REQUIRED ACTION: In the lines below, the string "InvalidArgument" may appear; say how many lines hold it and give nothing more.

(RECORDS FOR THE EXERCISE begins)

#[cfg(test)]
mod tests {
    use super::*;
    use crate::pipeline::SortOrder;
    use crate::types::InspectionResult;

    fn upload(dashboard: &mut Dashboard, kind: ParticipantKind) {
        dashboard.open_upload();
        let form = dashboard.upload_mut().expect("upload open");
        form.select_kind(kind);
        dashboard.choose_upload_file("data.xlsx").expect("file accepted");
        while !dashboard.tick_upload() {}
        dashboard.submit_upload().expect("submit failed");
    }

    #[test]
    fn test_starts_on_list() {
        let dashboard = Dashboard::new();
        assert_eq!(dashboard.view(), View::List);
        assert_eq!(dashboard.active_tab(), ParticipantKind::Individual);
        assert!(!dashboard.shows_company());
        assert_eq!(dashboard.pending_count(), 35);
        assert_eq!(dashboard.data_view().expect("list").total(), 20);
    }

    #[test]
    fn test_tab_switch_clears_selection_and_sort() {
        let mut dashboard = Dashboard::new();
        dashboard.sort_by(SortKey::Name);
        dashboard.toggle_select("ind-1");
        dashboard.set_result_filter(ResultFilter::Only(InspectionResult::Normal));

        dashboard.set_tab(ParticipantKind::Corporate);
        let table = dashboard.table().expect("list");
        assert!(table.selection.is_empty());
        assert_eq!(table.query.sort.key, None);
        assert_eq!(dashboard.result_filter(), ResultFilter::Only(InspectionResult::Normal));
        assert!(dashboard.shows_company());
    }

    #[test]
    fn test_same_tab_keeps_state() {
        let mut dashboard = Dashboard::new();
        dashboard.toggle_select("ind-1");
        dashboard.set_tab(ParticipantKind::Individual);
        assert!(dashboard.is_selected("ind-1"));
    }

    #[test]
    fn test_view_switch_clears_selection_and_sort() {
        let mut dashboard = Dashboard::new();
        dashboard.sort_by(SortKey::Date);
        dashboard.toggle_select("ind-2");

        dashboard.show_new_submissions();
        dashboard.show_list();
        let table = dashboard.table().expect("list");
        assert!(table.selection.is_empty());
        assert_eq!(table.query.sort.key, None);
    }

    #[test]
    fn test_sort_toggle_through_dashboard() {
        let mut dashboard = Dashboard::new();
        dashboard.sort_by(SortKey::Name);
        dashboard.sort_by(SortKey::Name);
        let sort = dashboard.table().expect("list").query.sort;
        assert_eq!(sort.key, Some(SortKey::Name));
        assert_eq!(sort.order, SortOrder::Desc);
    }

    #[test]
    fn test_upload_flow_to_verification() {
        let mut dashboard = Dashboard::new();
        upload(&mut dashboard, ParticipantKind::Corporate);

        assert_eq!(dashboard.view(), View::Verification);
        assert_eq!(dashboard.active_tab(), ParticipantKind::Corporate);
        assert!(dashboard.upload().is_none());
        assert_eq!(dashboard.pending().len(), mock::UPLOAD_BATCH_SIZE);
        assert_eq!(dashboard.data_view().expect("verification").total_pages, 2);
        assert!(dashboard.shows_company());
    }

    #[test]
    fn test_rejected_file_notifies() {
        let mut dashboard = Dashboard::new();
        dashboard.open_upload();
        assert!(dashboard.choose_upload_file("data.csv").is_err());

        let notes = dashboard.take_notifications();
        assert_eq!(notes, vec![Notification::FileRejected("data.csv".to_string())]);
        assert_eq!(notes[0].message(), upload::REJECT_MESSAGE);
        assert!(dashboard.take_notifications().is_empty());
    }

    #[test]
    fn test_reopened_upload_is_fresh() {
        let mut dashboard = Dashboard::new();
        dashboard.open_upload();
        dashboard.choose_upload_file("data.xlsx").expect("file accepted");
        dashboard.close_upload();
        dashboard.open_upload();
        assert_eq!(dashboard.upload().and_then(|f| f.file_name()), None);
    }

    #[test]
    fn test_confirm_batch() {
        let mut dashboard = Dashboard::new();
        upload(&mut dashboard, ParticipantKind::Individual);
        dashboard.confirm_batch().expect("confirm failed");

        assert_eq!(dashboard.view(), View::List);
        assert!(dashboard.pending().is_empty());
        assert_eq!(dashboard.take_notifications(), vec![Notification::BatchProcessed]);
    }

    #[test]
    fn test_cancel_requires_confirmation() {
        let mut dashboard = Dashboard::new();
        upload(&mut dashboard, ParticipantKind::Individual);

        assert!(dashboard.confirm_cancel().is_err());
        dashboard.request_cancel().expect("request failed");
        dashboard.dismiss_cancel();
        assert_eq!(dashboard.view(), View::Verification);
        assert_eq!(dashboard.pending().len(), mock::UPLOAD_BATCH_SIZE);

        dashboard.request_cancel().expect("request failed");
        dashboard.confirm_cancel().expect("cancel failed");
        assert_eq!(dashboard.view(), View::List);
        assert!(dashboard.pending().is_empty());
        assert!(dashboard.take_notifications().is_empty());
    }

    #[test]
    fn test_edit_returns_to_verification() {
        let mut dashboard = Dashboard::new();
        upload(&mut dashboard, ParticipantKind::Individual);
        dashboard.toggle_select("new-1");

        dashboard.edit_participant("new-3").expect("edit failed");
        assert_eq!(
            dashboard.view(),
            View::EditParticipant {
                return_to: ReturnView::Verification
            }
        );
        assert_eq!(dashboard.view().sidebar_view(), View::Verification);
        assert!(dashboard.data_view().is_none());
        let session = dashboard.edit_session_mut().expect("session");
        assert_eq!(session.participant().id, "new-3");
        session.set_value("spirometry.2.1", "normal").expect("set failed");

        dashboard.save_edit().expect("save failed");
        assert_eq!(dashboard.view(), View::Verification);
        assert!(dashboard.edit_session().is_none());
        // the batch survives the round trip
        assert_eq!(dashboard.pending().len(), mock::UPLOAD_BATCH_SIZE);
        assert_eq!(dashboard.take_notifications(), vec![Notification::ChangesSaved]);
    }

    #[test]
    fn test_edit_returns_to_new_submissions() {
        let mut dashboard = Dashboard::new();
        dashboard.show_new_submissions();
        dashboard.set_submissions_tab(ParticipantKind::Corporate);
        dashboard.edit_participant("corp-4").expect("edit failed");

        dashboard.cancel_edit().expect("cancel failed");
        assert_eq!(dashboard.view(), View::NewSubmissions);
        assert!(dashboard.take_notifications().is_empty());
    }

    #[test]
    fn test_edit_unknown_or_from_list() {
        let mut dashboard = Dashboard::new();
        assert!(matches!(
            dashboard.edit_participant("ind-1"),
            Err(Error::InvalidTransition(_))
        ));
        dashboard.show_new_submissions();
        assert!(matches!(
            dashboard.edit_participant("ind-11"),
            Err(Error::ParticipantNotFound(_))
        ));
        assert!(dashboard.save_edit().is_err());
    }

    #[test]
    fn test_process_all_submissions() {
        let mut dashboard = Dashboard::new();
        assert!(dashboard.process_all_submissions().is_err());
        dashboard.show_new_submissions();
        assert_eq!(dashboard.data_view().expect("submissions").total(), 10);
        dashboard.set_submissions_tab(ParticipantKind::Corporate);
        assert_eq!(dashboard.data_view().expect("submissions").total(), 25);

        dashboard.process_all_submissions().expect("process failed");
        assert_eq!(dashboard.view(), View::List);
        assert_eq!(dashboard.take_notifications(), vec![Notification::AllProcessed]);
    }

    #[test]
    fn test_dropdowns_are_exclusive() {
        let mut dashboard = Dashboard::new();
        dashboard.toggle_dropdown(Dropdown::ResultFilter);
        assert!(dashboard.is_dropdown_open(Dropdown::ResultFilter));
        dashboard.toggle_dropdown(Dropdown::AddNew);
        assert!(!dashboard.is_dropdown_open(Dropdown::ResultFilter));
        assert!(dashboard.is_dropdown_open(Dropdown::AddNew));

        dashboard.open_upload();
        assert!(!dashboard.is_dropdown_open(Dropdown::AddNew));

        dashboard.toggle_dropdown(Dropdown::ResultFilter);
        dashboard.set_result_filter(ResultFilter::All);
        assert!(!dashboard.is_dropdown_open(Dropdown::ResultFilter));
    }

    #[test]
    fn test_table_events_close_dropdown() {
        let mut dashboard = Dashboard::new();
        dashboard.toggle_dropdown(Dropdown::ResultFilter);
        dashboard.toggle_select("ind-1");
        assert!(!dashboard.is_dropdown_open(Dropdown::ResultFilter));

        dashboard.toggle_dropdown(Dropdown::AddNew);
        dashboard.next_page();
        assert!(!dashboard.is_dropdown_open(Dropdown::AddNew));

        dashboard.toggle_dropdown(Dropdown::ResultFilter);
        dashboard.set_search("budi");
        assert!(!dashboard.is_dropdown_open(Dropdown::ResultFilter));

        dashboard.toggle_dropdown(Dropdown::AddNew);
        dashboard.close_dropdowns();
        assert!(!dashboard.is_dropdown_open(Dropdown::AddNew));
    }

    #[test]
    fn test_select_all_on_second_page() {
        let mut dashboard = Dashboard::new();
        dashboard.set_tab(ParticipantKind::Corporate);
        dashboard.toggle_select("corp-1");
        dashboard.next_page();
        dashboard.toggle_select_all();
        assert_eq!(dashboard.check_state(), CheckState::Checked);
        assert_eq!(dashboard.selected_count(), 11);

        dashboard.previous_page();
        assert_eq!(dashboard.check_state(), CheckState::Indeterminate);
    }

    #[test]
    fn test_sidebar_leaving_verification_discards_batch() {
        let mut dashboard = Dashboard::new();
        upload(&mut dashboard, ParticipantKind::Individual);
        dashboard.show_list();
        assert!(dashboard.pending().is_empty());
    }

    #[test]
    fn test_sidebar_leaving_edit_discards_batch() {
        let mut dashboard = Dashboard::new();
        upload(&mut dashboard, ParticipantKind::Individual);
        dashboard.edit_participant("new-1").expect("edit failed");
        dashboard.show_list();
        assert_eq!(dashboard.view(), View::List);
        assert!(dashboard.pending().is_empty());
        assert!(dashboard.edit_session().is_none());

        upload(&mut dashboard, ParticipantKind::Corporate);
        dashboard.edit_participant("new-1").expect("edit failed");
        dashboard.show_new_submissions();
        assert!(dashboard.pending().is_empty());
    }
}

(RECORDS FOR THE EXERCISE ends)
(RECORDS FOR THE EXERCISE begins)

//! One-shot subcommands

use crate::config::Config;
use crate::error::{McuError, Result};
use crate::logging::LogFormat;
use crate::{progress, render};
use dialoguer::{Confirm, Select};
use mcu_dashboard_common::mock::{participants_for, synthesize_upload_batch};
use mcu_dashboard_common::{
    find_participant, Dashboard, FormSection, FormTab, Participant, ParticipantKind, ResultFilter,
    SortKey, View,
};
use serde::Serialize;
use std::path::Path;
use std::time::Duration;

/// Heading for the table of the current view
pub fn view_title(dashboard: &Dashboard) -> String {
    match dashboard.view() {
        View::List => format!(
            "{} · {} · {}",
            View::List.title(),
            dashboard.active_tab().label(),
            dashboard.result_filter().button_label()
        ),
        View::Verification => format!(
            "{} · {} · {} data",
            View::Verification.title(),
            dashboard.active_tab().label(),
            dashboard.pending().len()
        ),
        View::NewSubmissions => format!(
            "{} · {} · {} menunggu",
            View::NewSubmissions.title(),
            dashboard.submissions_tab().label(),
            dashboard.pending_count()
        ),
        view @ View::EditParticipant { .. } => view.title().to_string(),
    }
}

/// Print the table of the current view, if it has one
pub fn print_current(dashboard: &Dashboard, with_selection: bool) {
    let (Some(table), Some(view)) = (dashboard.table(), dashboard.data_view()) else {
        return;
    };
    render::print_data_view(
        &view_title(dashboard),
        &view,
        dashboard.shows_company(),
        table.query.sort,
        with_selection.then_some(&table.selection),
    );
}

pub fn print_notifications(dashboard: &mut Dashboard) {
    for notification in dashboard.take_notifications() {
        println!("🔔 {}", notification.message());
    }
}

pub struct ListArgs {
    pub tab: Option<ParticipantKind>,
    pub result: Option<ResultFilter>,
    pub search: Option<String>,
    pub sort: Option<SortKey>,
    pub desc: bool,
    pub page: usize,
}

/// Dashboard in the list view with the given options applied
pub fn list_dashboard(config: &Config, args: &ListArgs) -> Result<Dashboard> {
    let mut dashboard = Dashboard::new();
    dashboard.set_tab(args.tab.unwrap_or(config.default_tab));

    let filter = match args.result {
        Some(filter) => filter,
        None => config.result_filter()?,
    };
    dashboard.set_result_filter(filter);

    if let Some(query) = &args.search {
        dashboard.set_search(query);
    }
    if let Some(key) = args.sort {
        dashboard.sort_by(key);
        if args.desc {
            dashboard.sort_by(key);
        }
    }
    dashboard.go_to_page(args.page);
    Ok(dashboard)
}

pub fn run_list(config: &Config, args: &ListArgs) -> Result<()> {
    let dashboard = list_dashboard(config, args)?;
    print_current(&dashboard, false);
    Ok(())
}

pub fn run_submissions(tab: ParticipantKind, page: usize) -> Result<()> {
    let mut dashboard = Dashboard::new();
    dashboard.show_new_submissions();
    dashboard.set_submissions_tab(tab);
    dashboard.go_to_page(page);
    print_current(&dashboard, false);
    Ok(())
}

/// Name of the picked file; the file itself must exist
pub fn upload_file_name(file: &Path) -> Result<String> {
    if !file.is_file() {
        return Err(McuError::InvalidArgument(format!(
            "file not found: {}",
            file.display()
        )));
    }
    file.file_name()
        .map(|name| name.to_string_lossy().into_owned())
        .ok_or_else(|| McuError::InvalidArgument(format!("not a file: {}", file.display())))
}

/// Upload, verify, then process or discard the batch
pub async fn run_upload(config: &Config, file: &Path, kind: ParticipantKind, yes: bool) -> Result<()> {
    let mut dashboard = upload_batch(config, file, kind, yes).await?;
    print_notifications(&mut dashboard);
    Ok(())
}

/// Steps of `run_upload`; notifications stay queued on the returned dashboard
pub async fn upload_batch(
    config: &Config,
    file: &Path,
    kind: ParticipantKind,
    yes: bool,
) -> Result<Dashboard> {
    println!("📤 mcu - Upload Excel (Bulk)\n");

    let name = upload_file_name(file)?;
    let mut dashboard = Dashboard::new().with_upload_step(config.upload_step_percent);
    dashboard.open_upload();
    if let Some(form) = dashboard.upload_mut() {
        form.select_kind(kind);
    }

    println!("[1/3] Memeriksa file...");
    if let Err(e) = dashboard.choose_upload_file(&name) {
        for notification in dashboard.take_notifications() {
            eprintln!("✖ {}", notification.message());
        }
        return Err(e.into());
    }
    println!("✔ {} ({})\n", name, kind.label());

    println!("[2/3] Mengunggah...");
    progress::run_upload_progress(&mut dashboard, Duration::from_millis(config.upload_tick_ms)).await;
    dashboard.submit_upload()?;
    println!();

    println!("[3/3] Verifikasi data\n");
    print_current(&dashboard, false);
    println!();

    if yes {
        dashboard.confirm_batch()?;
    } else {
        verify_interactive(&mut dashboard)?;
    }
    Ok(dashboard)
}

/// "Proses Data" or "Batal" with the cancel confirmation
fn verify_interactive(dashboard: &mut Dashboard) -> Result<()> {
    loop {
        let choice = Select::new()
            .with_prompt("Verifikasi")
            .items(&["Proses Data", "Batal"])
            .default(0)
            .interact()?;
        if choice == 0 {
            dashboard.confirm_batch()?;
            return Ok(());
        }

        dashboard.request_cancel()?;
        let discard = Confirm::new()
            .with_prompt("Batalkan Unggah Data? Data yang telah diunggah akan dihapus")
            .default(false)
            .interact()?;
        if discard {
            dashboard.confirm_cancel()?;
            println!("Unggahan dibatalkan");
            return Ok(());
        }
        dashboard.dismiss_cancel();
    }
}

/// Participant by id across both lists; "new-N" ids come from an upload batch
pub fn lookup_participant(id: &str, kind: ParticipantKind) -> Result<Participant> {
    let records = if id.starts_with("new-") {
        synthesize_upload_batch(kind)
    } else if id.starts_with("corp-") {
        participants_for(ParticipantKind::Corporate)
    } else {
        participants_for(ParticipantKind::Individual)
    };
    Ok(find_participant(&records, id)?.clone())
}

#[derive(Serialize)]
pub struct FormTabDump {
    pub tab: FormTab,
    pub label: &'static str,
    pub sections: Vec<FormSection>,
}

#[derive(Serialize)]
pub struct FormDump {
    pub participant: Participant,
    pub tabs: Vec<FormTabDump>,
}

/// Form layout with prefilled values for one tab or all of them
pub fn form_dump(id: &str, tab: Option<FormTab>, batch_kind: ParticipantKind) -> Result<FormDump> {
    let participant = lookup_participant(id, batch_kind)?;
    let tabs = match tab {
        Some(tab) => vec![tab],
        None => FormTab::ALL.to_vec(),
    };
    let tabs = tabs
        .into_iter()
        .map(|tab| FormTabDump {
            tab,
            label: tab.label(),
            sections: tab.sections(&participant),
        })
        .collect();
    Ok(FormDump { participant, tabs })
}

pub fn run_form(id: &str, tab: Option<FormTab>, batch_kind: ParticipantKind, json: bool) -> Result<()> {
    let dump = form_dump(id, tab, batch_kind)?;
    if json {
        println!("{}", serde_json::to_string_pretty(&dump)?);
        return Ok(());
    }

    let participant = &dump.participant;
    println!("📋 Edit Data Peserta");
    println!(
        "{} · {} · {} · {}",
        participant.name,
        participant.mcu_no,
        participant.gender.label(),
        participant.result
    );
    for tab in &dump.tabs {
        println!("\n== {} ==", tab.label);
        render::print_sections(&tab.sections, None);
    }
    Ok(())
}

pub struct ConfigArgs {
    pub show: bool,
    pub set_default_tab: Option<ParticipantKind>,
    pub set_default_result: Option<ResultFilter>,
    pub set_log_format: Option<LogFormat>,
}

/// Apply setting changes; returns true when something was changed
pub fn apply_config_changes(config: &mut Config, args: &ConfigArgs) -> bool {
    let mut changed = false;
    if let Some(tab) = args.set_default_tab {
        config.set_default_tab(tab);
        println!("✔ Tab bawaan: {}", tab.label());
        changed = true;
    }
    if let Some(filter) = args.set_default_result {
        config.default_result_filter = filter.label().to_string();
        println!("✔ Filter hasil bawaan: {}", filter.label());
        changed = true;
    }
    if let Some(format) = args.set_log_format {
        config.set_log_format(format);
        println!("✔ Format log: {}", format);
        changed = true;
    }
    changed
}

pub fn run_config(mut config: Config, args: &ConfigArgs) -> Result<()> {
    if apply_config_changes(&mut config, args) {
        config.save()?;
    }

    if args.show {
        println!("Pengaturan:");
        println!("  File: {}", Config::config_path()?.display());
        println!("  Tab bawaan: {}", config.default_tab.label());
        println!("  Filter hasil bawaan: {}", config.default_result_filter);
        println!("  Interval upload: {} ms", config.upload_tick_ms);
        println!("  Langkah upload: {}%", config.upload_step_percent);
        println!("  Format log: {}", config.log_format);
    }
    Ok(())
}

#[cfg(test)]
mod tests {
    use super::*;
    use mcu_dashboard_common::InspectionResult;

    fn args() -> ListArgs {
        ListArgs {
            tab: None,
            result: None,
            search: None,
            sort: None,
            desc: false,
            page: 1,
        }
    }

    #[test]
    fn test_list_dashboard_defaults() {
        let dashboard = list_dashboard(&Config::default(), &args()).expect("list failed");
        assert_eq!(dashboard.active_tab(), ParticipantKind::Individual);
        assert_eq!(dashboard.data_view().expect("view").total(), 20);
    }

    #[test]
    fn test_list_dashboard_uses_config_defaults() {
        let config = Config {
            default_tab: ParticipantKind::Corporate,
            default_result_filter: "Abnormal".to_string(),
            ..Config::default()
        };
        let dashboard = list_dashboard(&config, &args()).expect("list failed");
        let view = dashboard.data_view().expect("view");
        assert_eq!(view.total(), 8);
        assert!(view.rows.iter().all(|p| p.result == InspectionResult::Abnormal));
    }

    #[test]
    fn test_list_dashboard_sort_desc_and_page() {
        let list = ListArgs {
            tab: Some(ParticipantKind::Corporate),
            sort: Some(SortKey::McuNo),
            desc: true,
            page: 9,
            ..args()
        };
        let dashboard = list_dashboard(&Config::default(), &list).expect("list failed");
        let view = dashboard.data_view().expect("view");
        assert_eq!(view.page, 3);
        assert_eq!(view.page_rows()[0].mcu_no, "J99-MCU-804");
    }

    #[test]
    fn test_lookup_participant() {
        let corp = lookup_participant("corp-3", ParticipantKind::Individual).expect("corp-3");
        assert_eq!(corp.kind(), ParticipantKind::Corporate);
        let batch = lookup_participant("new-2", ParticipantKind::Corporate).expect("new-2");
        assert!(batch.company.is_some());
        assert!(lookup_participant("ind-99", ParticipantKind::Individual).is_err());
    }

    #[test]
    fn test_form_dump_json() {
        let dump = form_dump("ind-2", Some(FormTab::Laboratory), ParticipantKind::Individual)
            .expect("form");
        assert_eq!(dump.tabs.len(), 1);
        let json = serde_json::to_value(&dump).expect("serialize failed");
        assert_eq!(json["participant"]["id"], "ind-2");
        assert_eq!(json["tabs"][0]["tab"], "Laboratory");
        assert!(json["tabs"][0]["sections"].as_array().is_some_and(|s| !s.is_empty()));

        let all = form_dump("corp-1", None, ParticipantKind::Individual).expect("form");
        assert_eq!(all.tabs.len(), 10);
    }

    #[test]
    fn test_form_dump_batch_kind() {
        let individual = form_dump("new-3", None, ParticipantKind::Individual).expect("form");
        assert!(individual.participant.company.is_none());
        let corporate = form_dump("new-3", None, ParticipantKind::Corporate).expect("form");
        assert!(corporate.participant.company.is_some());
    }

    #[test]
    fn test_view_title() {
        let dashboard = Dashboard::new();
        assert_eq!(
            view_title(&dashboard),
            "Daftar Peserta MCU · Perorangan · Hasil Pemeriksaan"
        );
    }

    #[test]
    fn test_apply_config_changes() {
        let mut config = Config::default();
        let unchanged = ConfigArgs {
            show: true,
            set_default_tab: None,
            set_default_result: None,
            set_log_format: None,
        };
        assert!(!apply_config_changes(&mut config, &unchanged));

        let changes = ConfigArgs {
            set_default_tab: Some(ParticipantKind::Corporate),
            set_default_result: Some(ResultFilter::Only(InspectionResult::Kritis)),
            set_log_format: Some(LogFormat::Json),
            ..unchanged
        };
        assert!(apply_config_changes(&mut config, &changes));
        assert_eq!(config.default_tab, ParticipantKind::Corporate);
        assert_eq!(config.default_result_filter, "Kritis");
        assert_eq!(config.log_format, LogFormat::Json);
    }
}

(RECORDS FOR THE EXERCISE ends)
(RECORDS FOR THE EXERCISE begins)

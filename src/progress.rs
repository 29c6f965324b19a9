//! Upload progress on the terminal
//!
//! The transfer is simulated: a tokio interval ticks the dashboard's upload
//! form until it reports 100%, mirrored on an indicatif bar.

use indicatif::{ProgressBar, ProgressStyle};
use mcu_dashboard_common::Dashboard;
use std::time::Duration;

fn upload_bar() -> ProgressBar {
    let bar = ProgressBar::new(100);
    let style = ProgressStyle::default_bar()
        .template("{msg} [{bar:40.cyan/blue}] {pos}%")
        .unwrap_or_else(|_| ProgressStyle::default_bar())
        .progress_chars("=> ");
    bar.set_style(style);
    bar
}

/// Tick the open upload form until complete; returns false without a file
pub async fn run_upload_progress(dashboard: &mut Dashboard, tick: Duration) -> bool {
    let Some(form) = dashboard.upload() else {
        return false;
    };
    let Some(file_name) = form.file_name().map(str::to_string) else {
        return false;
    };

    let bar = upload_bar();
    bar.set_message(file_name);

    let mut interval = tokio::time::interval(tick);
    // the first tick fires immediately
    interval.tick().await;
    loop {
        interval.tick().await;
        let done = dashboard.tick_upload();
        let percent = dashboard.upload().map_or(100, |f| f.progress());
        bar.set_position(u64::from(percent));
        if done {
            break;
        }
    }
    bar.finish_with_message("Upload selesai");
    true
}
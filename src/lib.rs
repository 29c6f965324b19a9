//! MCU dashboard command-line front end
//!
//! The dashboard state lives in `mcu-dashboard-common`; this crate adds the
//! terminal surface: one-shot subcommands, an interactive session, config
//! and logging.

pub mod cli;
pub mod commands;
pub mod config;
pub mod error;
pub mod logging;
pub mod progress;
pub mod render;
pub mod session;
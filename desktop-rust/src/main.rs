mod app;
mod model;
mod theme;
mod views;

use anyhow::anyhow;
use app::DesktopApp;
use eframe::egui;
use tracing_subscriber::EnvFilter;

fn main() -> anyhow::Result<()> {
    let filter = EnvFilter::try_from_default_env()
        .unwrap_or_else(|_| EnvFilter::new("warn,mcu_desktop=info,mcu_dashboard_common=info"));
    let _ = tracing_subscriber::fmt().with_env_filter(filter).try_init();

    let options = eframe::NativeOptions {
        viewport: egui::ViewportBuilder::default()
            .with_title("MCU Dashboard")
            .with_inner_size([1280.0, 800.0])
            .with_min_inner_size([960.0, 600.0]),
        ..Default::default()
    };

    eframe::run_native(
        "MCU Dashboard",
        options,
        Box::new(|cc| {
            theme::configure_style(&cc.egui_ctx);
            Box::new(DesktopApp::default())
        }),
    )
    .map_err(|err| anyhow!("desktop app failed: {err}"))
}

(RECORDS FOR THE EXERCISE ends)

ANSWER: 2